Collected data entries
▼

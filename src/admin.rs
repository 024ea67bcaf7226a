use std::sync::atomic::{AtomicBool, Ordering};
use std::sync::Arc;

/// The node's administrative liveness flag (spec §4.6). Shared between the
/// Scheduler (stops probing while dead) and the Peer Handler (declines
/// inbound requests while dead) without giving either a way to mutate the
/// Member Table.
#[derive(Clone)]
pub struct AdminFlag(Arc<AtomicBool>);

impl AdminFlag {
    pub fn new(alive: bool) -> Self {
        Self(Arc::new(AtomicBool::new(alive)))
    }

    pub fn kill(&self) {
        self.0.store(false, Ordering::Relaxed);
    }

    pub fn revive(&self) {
        self.0.store(true, Ordering::Relaxed);
    }

    pub fn is_alive(&self) -> bool {
        self.0.load(Ordering::Relaxed)
    }
}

▲

» **Exercise instructions**:
Print all of the entries exactly, leaving nothing out.

» **Solution**:
filename src/admin.rs
repository 024ea67bcaf7226a
use std::sync::atomic::{AtomicBool, Ordering};
use std::sync::Arc;

/// The node's administrative liveness flag (spec §4.6). Shared between the
/// Scheduler (stops probing while dead) and the Peer Handler (declines
/// inbound requests while dead) without giving either a way to mutate the
/// Member Table.
#[derive(Clone)]
pub struct AdminFlag(Arc<AtomicBool>);

impl AdminFlag {
    pub fn new(alive: bool) -> Self {
        Self(Arc::new(AtomicBool::new(alive)))
    }

    pub fn kill(&self) {
        self.0.store(false, Ordering::Relaxed);
    }

    pub fn revive(&self) {
        self.0.store(true, Ordering::Relaxed);
    }

    pub fn is_alive(&self) -> bool {
        self.0.load(Ordering::Relaxed)
    }
}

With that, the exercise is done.